In a prepared speech published in advance of the Singapore Fintech Festival, the chair of the International Monetary Fund (IMF), Christine Lagarde, suggests that the time is right for central banks to consider the introduction of digital currency.
In the paper, titled “Winds of Change: The Case of New Digital Currency”, the head of the IMF suggests that central banks must seriously consider digital currency as there is potential they will be left behind otherwise with no roll to play.
Lagarde acknowledges that with the use of smartphones, a need and a desire has emerged to transact digitally. This includes and expectation that digital money will be integrated with social media in the not too distant future, available for peer to peer transaction online, facilitating micro-payments.
Lagarde points to the start of a decline in the use of cash and the desire to use cash citing Scandinavia as an example – where cash use is the lowest in the World – but acknowledging that this trend extends beyond Scandinavia. Incorporated in this trend is the decline in bank deposits.
The IMF chief cites a number of examples of e-money that have emerged in recent years, namely AliPay and WeChat in China, M-Pesa in Kenya and PayTM in India. Her understanding is that these forms of money have emerged with the digital economy in mind – responding to the needs and demands of consumers and the requirements of the economy.
In consideration of decentralized cryptocurrencies, Lagarde suggests that they rely heavily on technology in order to enable trust in them but expresses her doubts:
“I’m not entirely convinced. Proper regulation of these entities will remain a pillar of trust.”
Lagarde then considers whether central banks should issue a new digital form of money, and have the state go beyond just a regulatory function. She acknowledges that various central banks around the world are considering the introduction of digital currency and believes that this is symptomatic of embracing change.
The conclusion she reaches is that digital currency could satisfy policy goals such as financial inclusion, security and consumer protection and privacy in payments. In terms of financial inclusion, she accepts that digital currency has the potential to reach people and businesses in remote and marginalized places. Banks are not interested in banking the worlds current unbanked – poor and rural populations. Compounding this, Lagarde foresees that these people will be further marginalized if the infrastructure to distribute cash starts to degrade as people use other forms of payment – potentially leaving a minority without any proper means of exchange.

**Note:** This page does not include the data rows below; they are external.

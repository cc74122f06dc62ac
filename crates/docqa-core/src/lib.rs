#![deny(warnings)]
#![deny(dead_code)]
#![deny(unused_variables)]
#![deny(unused_imports)]

pub mod chunker;
pub mod config;
pub mod error;
pub mod traits;
pub mod types;

pub use error::{Error, Result};
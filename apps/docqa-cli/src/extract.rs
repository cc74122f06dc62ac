use std::fs;
use std::path::Path;

use anyhow::{Context, Result};
use docqa_core::chunker::normalize_whitespace;
use tracing::info;

/// Extract the text layer of a PDF with whitespace runs collapsed.
///
/// Image-only PDFs yield an empty string.
pub fn extract_text(path: &Path) -> Result<String> {
    let bytes = fs::read(path).with_context(|| format!("failed to read {}", path.display()))?;
    let raw = pdf_extract::extract_text_from_mem(&bytes)
        .with_context(|| format!("failed to extract text from {}", path.display()))?;
    let text = normalize_whitespace(&raw);
    info!(path = %path.display(), chars = text.len(), "extracted text");
    Ok(text)
}
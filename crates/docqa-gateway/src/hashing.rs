use std::hash::{Hash, Hasher};

use twox_hash::XxHash64;

use docqa_core::error::Result;
use docqa_core::traits::EmbeddingGateway;

/// Deterministic feature-hashing embedder.
///
/// Each whitespace token is hashed into one of `dim` buckets; the result is
/// L2-normalized. Texts sharing words get similar vectors, which is enough
/// for offline runs and tests. Blank text maps to the zero vector.
#[derive(Debug, Clone)]
pub struct HashingEmbedder {
    dim: usize,
}

impl HashingEmbedder {
    pub fn new(dim: usize) -> Self { Self { dim: dim.max(1) } }

    pub fn dim(&self) -> usize { self.dim }

    fn embed_text(&self, text: &str) -> Vec<f32> {
        let mut v = vec![0f32; self.dim];
        for (i, token) in text.split_whitespace().enumerate() {
            let mut hasher = XxHash64::with_seed(0);
            token.to_lowercase().hash(&mut hasher);
            let h = hasher.finish();
            let idx = (h % self.dim as u64) as usize;
            let val = ((h >> 32) as u32) as f32 / u32::MAX as f32;
            v[idx] += val + (i % 3) as f32 * 0.01;
        }
        let norm = v.iter().map(|x| x * x).sum::<f32>().sqrt().max(1e-6);
        for x in &mut v { *x /= norm; }
        v
    }
}

impl EmbeddingGateway for HashingEmbedder {
    fn embed_batch(&self, texts: &[String]) -> Result<Vec<Vec<f32>>> {
        Ok(texts.iter().map(|t| self.embed_text(t)).collect())
    }
}
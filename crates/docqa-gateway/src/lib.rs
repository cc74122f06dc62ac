//! docqa-gateway
//!
//! Remote text generation and embedding over the Generative Language REST
//! API, plus a deterministic offline embedder for tests and development.

pub mod decode;
pub mod embedding;
pub mod generation;
pub mod hashing;
mod http;
pub mod retry;

pub use embedding::GeminiEmbedder;
pub use generation::GeminiGenerator;
pub use hashing::HashingEmbedder;
pub use retry::RetryPolicy;

use docqa_core::config::Settings;
use docqa_core::error::Result;
use docqa_core::traits::EmbeddingGateway;
use tracing::info;

/// Dimensionality of the hashing embedder used when fake embeddings are on.
pub const FAKE_EMBEDDING_DIM: usize = 768;

/// Pick the embedding gateway the settings ask for.
///
/// `use_fake_embeddings` (or `APP_USE_FAKE_EMBEDDINGS=1`) selects the hashing
/// embedder; otherwise a configured API key selects the remote gateway.
/// `None` means retrieval has to run in keyword mode.
pub fn get_default_embedder(settings: &Settings) -> Result<Option<Box<dyn EmbeddingGateway>>> {
    if settings.use_fake_embeddings {
        info!("using hashing embedder (dim {})", FAKE_EMBEDDING_DIM);
        return Ok(Some(Box::new(HashingEmbedder::new(FAKE_EMBEDDING_DIM))));
    }
    if settings.gateway.require_api_key().is_err() {
        info!("no API key configured; embedding retrieval disabled");
        return Ok(None);
    }
    Ok(Some(Box::new(GeminiEmbedder::new(&settings.gateway)?)))
}
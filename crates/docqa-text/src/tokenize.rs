/// Tokens of this many characters or fewer are dropped as a cheap stopword filter.
pub const MAX_DROPPED_TOKEN_CHARS: usize = 2;

/// Lower-case `question`, split on whitespace, trim punctuation from token
/// ends, and drop tokens of two characters or fewer.
///
/// The length filter runs on the trimmed token, so `"methodology?"` becomes
/// `methodology` and a short token like `"AI?"` is dropped rather than kept
/// as `ai?`. Repeated tokens are kept; each occurrence scores separately.
pub fn query_tokens(question: &str) -> Vec<String> {
    question
        .to_lowercase()
        .split_whitespace()
        .map(|t| t.trim_matches(|c: char| !c.is_alphanumeric()))
        .filter(|t| t.chars().count() > MAX_DROPPED_TOKEN_CHARS)
        .map(str::to_string)
        .collect()
}
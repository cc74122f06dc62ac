use std::sync::atomic::{AtomicBool, Ordering};
use std::sync::{Arc, Mutex};

use docqa_core::config::RetrievalSettings;
use docqa_core::error::{Error, Result};
use docqa_core::traits::EmbeddingGateway;
use docqa_core::types::{Chunk, RetrievalStrategy};
use docqa_gateway::HashingEmbedder;
use docqa_retrieval::{EmbeddingRetriever, Retriever};

fn chunks(texts: &[&str]) -> Vec<Chunk> {
    texts
        .iter()
        .enumerate()
        .map(|(chunk_id, t)| Chunk { chunk_id, text: t.to_string() })
        .collect()
}

fn paper() -> Vec<Chunk> {
    chunks(&[
        "the introduction motivates offline document question answering",
        "our methodology embeds every passage with a sentence encoder",
        "results show retrieval accuracy improves over the keyword baseline",
        "future work covers multilingual corpora and scanned pages",
    ])
}

/// Records the size of every batch it is asked to embed.
struct RecordingEmbedder {
    inner: HashingEmbedder,
    batches: Arc<Mutex<Vec<usize>>>,
}

impl EmbeddingGateway for RecordingEmbedder {
    fn embed_batch(&self, texts: &[String]) -> Result<Vec<Vec<f32>>> {
        self.batches.lock().unwrap().push(texts.len());
        self.inner.embed_batch(texts)
    }
}

struct FailingEmbedder;

impl EmbeddingGateway for FailingEmbedder {
    fn embed_batch(&self, _texts: &[String]) -> Result<Vec<Vec<f32>>> {
        Err(Error::EmbeddingFailed { status: 500, body: "backend down".into() })
    }
}

/// Works until `broken` is set, then fails every call.
struct SwitchableEmbedder {
    inner: HashingEmbedder,
    broken: Arc<AtomicBool>,
}

impl EmbeddingGateway for SwitchableEmbedder {
    fn embed_batch(&self, texts: &[String]) -> Result<Vec<Vec<f32>>> {
        if self.broken.load(Ordering::SeqCst) {
            return Err(Error::Transport("connection reset".into()));
        }
        self.inner.embed_batch(texts)
    }
}

/// Drops the last vector of every batch.
struct ShortEmbedder(HashingEmbedder);

impl EmbeddingGateway for ShortEmbedder {
    fn embed_batch(&self, texts: &[String]) -> Result<Vec<Vec<f32>>> {
        let mut out = self.0.embed_batch(texts)?;
        out.pop();
        Ok(out)
    }
}

#[test]
fn embedding_retrieval_ranks_exact_passage_first() {
    let mut retriever = EmbeddingRetriever::new(Box::new(HashingEmbedder::new(256)), 3, 600);
    let docs = paper();
    assert_eq!(retriever.build_index(&docs).unwrap(), 4);
    assert_eq!(retriever.indexed_parts(), Some(4));

    let hits = retriever.retrieve(&docs[1].text, 2).unwrap();
    assert_eq!(hits.len(), 2);
    assert_eq!(hits[0].chunk_id, 1);
    assert!((hits[0].score - 1.0).abs() < 1e-4);
    assert!(hits[0].score >= hits[1].score);
}

#[test]
fn retrieve_before_build_is_empty() {
    let retriever = EmbeddingRetriever::new(Box::new(HashingEmbedder::new(64)), 3, 600);
    assert_eq!(retriever.indexed_parts(), None);
    assert!(retriever.retrieve("anything", 4).unwrap().is_empty());
}

#[test]
fn parts_are_embedded_in_batches_of_three() {
    let batches = Arc::new(Mutex::new(Vec::new()));
    let embedder = RecordingEmbedder { inner: HashingEmbedder::new(64), batches: batches.clone() };
    let mut retriever = EmbeddingRetriever::new(Box::new(embedder), 3, 600);
    let docs: Vec<Chunk> = (0..7).map(|i| Chunk { chunk_id: i, text: format!("passage number {i}") }).collect();

    assert_eq!(retriever.build_index(&docs).unwrap(), 7);
    assert_eq!(*batches.lock().unwrap(), vec![3, 3, 1]);
}

#[test]
fn long_chunks_split_into_parts_that_keep_their_chunk_id() {
    let long = vec!["alpha"; 300].join(" ");
    let docs = chunks(&["short opening text", &long]);
    let mut retriever = EmbeddingRetriever::new(Box::new(HashingEmbedder::new(64)), 3, 600);

    let parts = retriever.build_index(&docs).unwrap();
    assert!(parts >= 4, "expected the long chunk to split, got {parts} parts");

    let hits = retriever.retrieve("alpha alpha alpha", parts).unwrap();
    assert_eq!(hits.len(), parts);
    assert!(hits.iter().all(|h| h.text.chars().count() <= 600));
    assert_eq!(hits.iter().filter(|h| h.chunk_id == 1).count(), parts - 1);
}

#[test]
fn rebuilding_replaces_the_previous_document() {
    let mut retriever = EmbeddingRetriever::new(Box::new(HashingEmbedder::new(128)), 3, 600);
    retriever.build_index(&paper()).unwrap();
    retriever.build_index(&chunks(&["a completely different document"])).unwrap();

    let hits = retriever.retrieve("methodology sentence encoder", 10).unwrap();
    assert_eq!(hits.len(), 1);
    assert_eq!(hits[0].text, "a completely different document");
}

#[test]
fn short_batch_is_reported_as_unavailable() {
    let mut retriever = EmbeddingRetriever::new(Box::new(ShortEmbedder(HashingEmbedder::new(32))), 3, 600);
    let err = retriever.build_index(&paper()).unwrap_err();
    assert!(matches!(err, Error::EmbeddingUnavailable(_)), "{err:?}");
    assert_eq!(retriever.indexed_parts(), None);
}

#[test]
fn retriever_prefers_embeddings_when_available() {
    let settings = RetrievalSettings::default();
    let mut retriever = Retriever::new(Some(Box::new(HashingEmbedder::new(256))), &settings);
    retriever.build_index(&paper()).unwrap();
    assert_eq!(retriever.strategy(), RetrievalStrategy::Embedding);

    let r = retriever.retrieve(&paper()[2].text).unwrap();
    assert_eq!(r.strategy, RetrievalStrategy::Embedding);
    assert_eq!(r.passages.len(), settings.top_k);
    assert_eq!(r.passages[0].chunk_id, 2);
}

#[test]
fn failed_index_build_falls_back_to_keywords() {
    let mut retriever = Retriever::new(Some(Box::new(FailingEmbedder)), &RetrievalSettings::default());
    retriever.build_index(&paper()).unwrap();
    assert_eq!(retriever.strategy(), RetrievalStrategy::Keyword);

    let r = retriever.retrieve("Which encoder does the methodology use?").unwrap();
    assert_eq!(r.strategy, RetrievalStrategy::Keyword);
    assert_eq!(r.passages[0].chunk_id, 1);
}

#[test]
fn failed_query_embedding_falls_back_to_keywords() {
    let broken = Arc::new(AtomicBool::new(false));
    let embedder = SwitchableEmbedder { inner: HashingEmbedder::new(128), broken: broken.clone() };
    let mut retriever = Retriever::new(Some(Box::new(embedder)), &RetrievalSettings::default());
    retriever.build_index(&paper()).unwrap();
    assert_eq!(retriever.strategy(), RetrievalStrategy::Embedding);

    broken.store(true, Ordering::SeqCst);
    let r = retriever.retrieve("keyword baseline results").unwrap();
    assert_eq!(r.strategy, RetrievalStrategy::Keyword);
    assert_eq!(r.passages[0].chunk_id, 2);
}

#[test]
fn keyword_only_retriever_finds_overlapping_chunks() {
    let mut retriever = Retriever::keyword_only(&RetrievalSettings::default());
    retriever.build_index(&paper()).unwrap();

    let r = retriever.retrieve("multilingual corpora").unwrap();
    assert_eq!(r.strategy, RetrievalStrategy::Keyword);
    assert_eq!(r.passages.len(), 1);
    assert_eq!(r.passages[0].chunk_id, 3);
    assert_eq!(r.passages[0].score, 2.0);

    assert!(retriever.retrieve("zebra giraffe").unwrap().passages.is_empty());
}
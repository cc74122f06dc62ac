use tracing::{debug, info};

use docqa_core::chunker::embedding_parts;
use docqa_core::config::RetrievalSettings;
use docqa_core::error::{Error, Result};
use docqa_core::traits::EmbeddingGateway;
use docqa_core::types::{Chunk, RecordMeta, RetrievedPassage};
use docqa_vector::InMemoryVectorStore;

/// Any gateway failure means embedding retrieval is unavailable for this
/// document; usage errors stay what they are.
fn unavailable(e: Error) -> Error {
    match e {
        Error::EmbeddingUnavailable(_) | Error::Usage(_) => e,
        other => Error::EmbeddingUnavailable(other.to_string()),
    }
}

/// Embeds a document's chunks into a fresh vector store and answers
/// nearest-neighbour queries against it.
pub struct EmbeddingRetriever {
    embedder: Box<dyn EmbeddingGateway>,
    store: Option<InMemoryVectorStore>,
    batch_size: usize,
    max_chars: usize,
}

impl EmbeddingRetriever {
    /// # Panics
    /// Panics if `batch_size` or `max_chars` is zero.
    pub fn new(embedder: Box<dyn EmbeddingGateway>, batch_size: usize, max_chars: usize) -> Self {
        assert!(batch_size > 0, "batch_size must be positive");
        assert!(max_chars > 0, "max_chars must be positive");
        Self { embedder, store: None, batch_size, max_chars }
    }

    pub fn from_settings(embedder: Box<dyn EmbeddingGateway>, settings: &RetrievalSettings) -> Self {
        Self::new(embedder, settings.embed_batch_size, settings.embed_max_chars)
    }

    /// Records in the current index, if one has been built.
    pub fn indexed_parts(&self) -> Option<usize> { self.store.as_ref().map(InMemoryVectorStore::len) }

    /// Replace the index with one built from `chunks`; returns the number of
    /// embedded parts.
    ///
    /// Each chunk is split into embedding-safe parts, parts are embedded
    /// `batch_size` at a time, and the vectors are stored in part order.
    /// The previous index is dropped before any request is made, so a failed
    /// build never leaves another document's vectors behind.
    pub fn build_index(&mut self, chunks: &[Chunk]) -> Result<usize> {
        self.store = None;
        let parts = embedding_parts(chunks, self.max_chars);
        let mut vectors = Vec::with_capacity(parts.len());
        for (n, batch) in parts.chunks(self.batch_size).enumerate() {
            let texts: Vec<String> = batch.iter().map(|p| p.text.clone()).collect();
            let embedded = self.embedder.embed_batch(&texts).map_err(unavailable)?;
            if embedded.len() != batch.len() {
                return Err(Error::EmbeddingUnavailable(format!(
                    "batch {} returned {} vectors for {} parts",
                    n,
                    embedded.len(),
                    batch.len()
                )));
            }
            debug!(batch = n, parts = batch.len(), "embedded batch");
            vectors.extend(embedded);
        }
        let count = parts.len();
        let mut store = InMemoryVectorStore::new();
        store.add(vectors, parts.into_iter().map(RecordMeta::from).collect())?;
        info!(chunks = chunks.len(), parts = count, "embedding index built");
        self.store = Some(store);
        Ok(count)
    }

    /// The `top_k` parts closest to `question`, best first.
    ///
    /// Before any index has been built this returns an empty list.
    pub fn retrieve(&self, question: &str, top_k: usize) -> Result<Vec<RetrievedPassage>> {
        let Some(store) = &self.store else { return Ok(Vec::new()) };
        if store.is_empty() { return Ok(Vec::new()); }
        let query = self.embedder.embed_one(question).map_err(unavailable)?;
        let hits = store.search(&query, top_k)?;
        Ok(hits.into_iter().map(RetrievedPassage::from).collect())
    }
}
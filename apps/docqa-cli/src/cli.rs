use std::path::PathBuf;

use clap::{Parser, Subcommand};
use docqa_retrieval::SummaryMode;

#[derive(Parser, Debug)]
#[command(name = "docqa", about = "Summarize PDFs and answer questions about them")]
pub struct Cli {
    #[command(subcommand)]
    pub command: Command,
}

#[derive(Subcommand, Debug)]
pub enum Command {
    /// Extract a PDF and list the chunks it splits into.
    Chunks {
        /// Path to the PDF file.
        pdf: PathBuf,
        /// Words per chunk (overrides `chunking.max_words`).
        #[arg(long)]
        max_words: Option<usize>,
        /// Words shared by consecutive chunks (overrides `chunking.overlap`).
        #[arg(long)]
        overlap: Option<usize>,
        /// Print the first 600 characters of each chunk.
        #[arg(long)]
        preview: bool,
    },

    /// Summarize every chunk and merge the results into one summary.
    Summarize {
        pdf: PathBuf,
        #[arg(short, long, default_value_t = SummaryMode::Detailed)]
        mode: SummaryMode,
        /// Write the summary to this file instead of stdout.
        #[arg(short, long)]
        output: Option<PathBuf>,
    },

    /// Answer a question from the most relevant passages of a PDF.
    Ask {
        pdf: PathBuf,
        question: String,
        /// Skip embeddings and rank chunks by keyword overlap.
        #[arg(long)]
        keyword_only: bool,
        /// Passages used for embedding retrieval (overrides `retrieval.top_k`).
        #[arg(short = 'k', long)]
        top_k: Option<usize>,
    },
}

#[cfg(test)]
mod tests {
    use super::*;

    #[test]
    fn summarize_defaults_to_detailed() {
        let cli = Cli::try_parse_from(["docqa", "summarize", "paper.pdf"]).unwrap();
        let Command::Summarize { mode, output, .. } = cli.command else { panic!("wrong command") };
        assert_eq!(mode, SummaryMode::Detailed);
        assert!(output.is_none());
    }

    #[test]
    fn ask_parses_flags() {
        let cli = Cli::try_parse_from(["docqa", "ask", "paper.pdf", "what is it?", "--keyword-only", "-k", "2"]).unwrap();
        let Command::Ask { question, keyword_only, top_k, .. } = cli.command else { panic!("wrong command") };
        assert_eq!(question, "what is it?");
        assert!(keyword_only);
        assert_eq!(top_k, Some(2));
    }

    #[test]
    fn unknown_mode_is_rejected() {
        assert!(Cli::try_parse_from(["docqa", "summarize", "paper.pdf", "--mode", "poem"]).is_err());
    }
}
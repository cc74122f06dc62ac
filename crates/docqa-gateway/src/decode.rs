//! Response decoding for the generation and embedding endpoints.
//!
//! Embedding responses come in a closed set of shapes; anything outside it
//! is rejected with [`Error::UnknownEmbeddingResponseFormat`].

use serde::Deserialize;
use serde_json::Value;

use docqa_core::error::{Error, Result};

#[derive(Debug, Deserialize)]
#[serde(untagged)]
enum EmbeddingResponse {
    /// `{"embeddings": [{"values": [..]}]}` or `{"embeddings": [{"embedding": [..]}]}`
    Embeddings { embeddings: Vec<EmbeddingItem> },
    /// `{"data": [{"embedding": [..]}]}`
    Data { data: Vec<DataItem> },
}

#[derive(Debug, Deserialize)]
#[serde(untagged)]
enum EmbeddingItem {
    Values { values: Vec<f32> },
    Embedding { embedding: Vec<f32> },
}

#[derive(Debug, Deserialize)]
struct DataItem {
    embedding: Vec<f32>,
}

impl EmbeddingResponse {
    fn into_vectors(self) -> Vec<Vec<f32>> {
        match self {
            EmbeddingResponse::Embeddings { embeddings } => embeddings
                .into_iter()
                .map(|item| match item {
                    EmbeddingItem::Values { values } => values,
                    EmbeddingItem::Embedding { embedding } => embedding,
                })
                .collect(),
            EmbeddingResponse::Data { data } => data.into_iter().map(|d| d.embedding).collect(),
        }
    }
}

const PREVIEW_CHARS: usize = 200;

fn preview(body: &str) -> String {
    let mut p: String = body.chars().take(PREVIEW_CHARS).collect();
    if body.chars().nth(PREVIEW_CHARS).is_some() { p.push_str("..."); }
    p
}

/// Vectors in response order.
pub fn decode_embeddings(body: &str) -> Result<Vec<Vec<f32>>> {
    serde_json::from_str::<EmbeddingResponse>(body)
        .map(EmbeddingResponse::into_vectors)
        .map_err(|_| Error::UnknownEmbeddingResponseFormat(preview(body)))
}

/// Text at `candidates[0].content.parts[0].text`, or the raw body when the
/// response does not have that shape.
pub fn decode_generation(body: &str) -> String {
    serde_json::from_str::<Value>(body)
        .ok()
        .and_then(|v| v.pointer("/candidates/0/content/parts/0/text").and_then(Value::as_str).map(str::to_string))
        .unwrap_or_else(|| body.to_string())
}
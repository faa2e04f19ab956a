//! Error kinds surfaced by the storage and graph layers
//!
//! The object store, ref store and tree codec return [`Error`] so callers can
//! match on what went wrong (a missing object is not the same failure as an
//! unwritable disk). The command layer wraps these into `anyhow` with context.

use crate::artifacts::objects::object_id::ObjectId;
use crate::artifacts::objects::object_type::ObjectType;
use std::path::PathBuf;

#[derive(Debug, thiserror::Error)]
pub enum Error {
    #[error("object {0} not found")]
    ObjectNotFound(ObjectId),

    #[error("object {oid} is a {actual}, expected a {expected}")]
    UnexpectedObjectType {
        oid: ObjectId,
        expected: ObjectType,
        actual: ObjectType,
    },

    #[error("invalid object: {0}")]
    InvalidObject(String),

    #[error("ref {0} not found")]
    RefNotFound(String),

    #[error("invalid ref name: {0}")]
    InvalidRefName(String),

    #[error("ambiguous argument '{name}': candidates are {}", candidates.join(", "))]
    AmbiguousReference {
        name: String,
        candidates: Vec<String>,
    },

    #[error("unresolved merge conflicts in: {}", paths.join(", "))]
    MergeConflict { paths: Vec<String> },

    #[error("invalid tree entry: {0}")]
    InvalidTreeEntry(String),

    #[error("corrupt index file: {0}")]
    CorruptIndex(String),

    #[error("cannot update {name}: {remote} is not an ancestor of {local}")]
    NonFastForward {
        name: String,
        local: ObjectId,
        remote: ObjectId,
    },

    #[error("I/O failure at {path}: {source}")]
    Io {
        path: PathBuf,
        #[source]
        source: std::io::Error,
    },
}

impl Error {
    pub fn io(path: impl Into<PathBuf>, source: std::io::Error) -> Self {
        Error::Io {
            path: path.into(),
            source,
        }
    }
}

pub type Result<T> = std::result::Result<T, Error>;

/// Attach a path to a bare `std::io::Error`.
pub trait IoContext<T> {
    fn at(self, path: impl Into<PathBuf>) -> Result<T>;
}

impl<T> IoContext<T> for std::io::Result<T> {
    fn at(self, path: impl Into<PathBuf>) -> Result<T> {
        self.map_err(|source| Error::io(path, source))
    }
}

The speech acknowledges a further benefit of digital currency in terms of security and consumer protection. It refers to the conventional system which implicates banks, clearing houses and network operators who occupy a dominant position. Digital currency could address this.
The ability for digital currency to achieve privacy is recognized. However, she guards against total anonymity on the basis that doing so would be a bonanza for criminals.
In terms of recognizing drawbacks, she points to risks to financial integrity and financial stability. In terms of financial integrity, there’s a potential trade off with privacy. She suggests that data would not be available to banks and marketers and by default to government but that anti money laundering and terrorist financing controls would run in the background. In theory, this sounds workable but it’s the same issue remains. With a centralized digital currency and centralized control, the potential for abuse remains a constant. That’s not something she addresses.
In terms of financial stability, digital currencies have the potential to exacerbate pressure on bank deposits. A run on a currency could take place at lightning pace with digital money.
Reaction from the cryptocurrency community via social media has been mixed. On the one hand, people are encouraged by an adjustment in thinking in consideration of digital currency. However, by the same token, many dislike the dismissal of decentralized digital currencies.
The core of her rationale seems to be that if states and their central banks ignore completely the innovation that is developing in terms of digital currencies, they will be left behind with no role to play.